#### [Extracted data]
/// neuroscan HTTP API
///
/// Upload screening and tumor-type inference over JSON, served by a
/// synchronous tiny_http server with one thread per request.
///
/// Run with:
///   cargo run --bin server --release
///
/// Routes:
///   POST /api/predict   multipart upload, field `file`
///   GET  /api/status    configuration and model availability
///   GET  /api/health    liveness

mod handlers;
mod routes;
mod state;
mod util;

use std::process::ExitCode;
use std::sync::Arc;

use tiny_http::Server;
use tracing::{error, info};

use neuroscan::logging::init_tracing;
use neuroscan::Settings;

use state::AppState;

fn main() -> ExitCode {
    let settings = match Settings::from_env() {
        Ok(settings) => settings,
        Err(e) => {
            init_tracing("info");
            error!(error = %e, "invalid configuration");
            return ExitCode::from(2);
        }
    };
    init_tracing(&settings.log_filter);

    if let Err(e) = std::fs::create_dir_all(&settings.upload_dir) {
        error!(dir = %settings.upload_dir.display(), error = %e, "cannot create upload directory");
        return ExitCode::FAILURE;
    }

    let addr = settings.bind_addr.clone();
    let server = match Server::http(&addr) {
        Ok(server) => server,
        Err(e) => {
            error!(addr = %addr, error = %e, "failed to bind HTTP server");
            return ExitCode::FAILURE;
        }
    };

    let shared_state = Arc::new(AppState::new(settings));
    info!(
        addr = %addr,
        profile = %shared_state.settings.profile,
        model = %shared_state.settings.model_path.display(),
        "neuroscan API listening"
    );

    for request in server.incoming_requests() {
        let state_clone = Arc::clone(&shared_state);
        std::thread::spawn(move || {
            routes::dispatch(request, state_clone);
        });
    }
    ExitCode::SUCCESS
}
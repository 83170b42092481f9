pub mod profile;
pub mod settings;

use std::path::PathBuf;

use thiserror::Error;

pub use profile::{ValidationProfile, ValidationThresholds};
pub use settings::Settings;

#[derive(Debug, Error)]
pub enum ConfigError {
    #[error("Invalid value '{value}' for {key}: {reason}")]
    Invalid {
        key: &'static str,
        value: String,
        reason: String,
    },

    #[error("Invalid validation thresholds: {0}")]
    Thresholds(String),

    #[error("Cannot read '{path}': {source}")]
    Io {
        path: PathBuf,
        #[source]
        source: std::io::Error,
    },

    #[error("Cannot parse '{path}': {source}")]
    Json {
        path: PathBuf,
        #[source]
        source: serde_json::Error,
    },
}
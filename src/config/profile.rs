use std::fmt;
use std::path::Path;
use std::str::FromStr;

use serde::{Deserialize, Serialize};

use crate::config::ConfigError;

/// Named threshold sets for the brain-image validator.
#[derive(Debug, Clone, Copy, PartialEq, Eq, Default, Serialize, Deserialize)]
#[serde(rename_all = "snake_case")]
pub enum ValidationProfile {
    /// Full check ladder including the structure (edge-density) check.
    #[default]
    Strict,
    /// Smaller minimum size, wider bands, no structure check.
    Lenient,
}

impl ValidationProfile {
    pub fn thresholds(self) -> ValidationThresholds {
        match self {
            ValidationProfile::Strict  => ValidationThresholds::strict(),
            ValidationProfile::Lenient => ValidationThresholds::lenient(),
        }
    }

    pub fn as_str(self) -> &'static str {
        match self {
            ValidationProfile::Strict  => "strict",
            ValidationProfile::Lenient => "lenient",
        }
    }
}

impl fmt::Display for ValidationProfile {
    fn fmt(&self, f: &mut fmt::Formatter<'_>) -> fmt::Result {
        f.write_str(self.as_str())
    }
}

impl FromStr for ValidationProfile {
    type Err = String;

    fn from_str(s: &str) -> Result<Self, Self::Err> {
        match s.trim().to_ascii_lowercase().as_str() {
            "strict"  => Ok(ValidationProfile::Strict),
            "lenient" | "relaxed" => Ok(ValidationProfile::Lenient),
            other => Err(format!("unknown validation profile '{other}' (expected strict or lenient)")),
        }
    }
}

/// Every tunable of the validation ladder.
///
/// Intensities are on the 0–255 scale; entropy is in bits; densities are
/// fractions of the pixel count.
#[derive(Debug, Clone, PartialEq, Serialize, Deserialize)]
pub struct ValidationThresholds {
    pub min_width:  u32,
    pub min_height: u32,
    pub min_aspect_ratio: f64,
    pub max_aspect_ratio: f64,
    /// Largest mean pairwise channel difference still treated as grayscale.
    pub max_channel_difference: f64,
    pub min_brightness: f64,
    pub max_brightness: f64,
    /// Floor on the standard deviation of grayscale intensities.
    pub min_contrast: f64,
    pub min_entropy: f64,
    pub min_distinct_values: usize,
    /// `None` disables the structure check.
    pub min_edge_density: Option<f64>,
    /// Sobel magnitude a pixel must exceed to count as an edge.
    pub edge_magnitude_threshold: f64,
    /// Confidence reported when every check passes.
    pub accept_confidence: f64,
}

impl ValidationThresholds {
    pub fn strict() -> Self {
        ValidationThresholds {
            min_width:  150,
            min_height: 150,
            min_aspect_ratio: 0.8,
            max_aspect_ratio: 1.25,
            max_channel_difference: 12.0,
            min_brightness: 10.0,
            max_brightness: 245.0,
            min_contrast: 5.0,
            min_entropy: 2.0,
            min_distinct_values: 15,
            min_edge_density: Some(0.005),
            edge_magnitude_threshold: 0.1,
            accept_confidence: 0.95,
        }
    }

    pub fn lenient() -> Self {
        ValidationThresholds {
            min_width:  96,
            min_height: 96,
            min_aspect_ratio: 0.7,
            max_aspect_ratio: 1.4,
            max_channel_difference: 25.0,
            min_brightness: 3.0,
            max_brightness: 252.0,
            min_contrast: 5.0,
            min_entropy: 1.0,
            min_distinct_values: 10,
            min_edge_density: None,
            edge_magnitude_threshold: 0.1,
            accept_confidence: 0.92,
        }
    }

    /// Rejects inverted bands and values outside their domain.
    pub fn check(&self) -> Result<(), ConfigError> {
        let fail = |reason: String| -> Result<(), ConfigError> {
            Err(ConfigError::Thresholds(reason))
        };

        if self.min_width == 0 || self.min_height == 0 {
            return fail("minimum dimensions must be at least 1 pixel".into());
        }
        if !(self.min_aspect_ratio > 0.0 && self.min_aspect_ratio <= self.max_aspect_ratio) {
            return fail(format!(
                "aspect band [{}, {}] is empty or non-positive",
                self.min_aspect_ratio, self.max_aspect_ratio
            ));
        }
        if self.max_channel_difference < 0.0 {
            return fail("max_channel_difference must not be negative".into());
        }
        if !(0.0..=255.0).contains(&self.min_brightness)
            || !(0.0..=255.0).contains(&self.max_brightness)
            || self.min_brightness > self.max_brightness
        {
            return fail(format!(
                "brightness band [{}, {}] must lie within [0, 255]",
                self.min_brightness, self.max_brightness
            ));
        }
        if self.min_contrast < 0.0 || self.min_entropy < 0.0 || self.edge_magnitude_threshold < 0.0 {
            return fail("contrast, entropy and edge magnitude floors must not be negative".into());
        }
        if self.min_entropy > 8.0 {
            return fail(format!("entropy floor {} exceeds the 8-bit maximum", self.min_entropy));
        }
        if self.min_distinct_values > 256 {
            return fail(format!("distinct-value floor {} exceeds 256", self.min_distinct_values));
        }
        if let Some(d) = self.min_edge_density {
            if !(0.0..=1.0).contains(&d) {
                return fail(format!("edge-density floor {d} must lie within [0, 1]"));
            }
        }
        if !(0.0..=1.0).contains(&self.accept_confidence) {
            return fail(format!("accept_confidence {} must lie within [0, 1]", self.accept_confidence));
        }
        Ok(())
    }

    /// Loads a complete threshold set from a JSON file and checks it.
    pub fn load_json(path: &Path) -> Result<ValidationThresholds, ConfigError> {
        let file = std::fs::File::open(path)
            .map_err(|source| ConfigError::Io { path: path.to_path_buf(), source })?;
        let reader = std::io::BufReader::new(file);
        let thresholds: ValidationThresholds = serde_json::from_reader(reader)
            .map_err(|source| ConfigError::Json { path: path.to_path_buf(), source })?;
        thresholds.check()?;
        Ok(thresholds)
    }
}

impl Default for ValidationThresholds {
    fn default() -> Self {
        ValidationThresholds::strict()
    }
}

#### [Your objective]
The exact lines of the material above starting at the one that contains "use std::path::Path;" and ending at the one that contains "pub enum ValidationProfile" are what to retype; leave out everything else.

#### [Output for this task]
use std::path::Path;
use std::str::FromStr;

use serde::{Deserialize, Serialize};

use crate::config::ConfigError;

/// Named threshold sets for the brain-image validator.
#[derive(Debug, Clone, Copy, PartialEq, Eq, Default, Serialize, Deserialize)]
#[serde(rename_all = "snake_case")]
pub enum ValidationProfile {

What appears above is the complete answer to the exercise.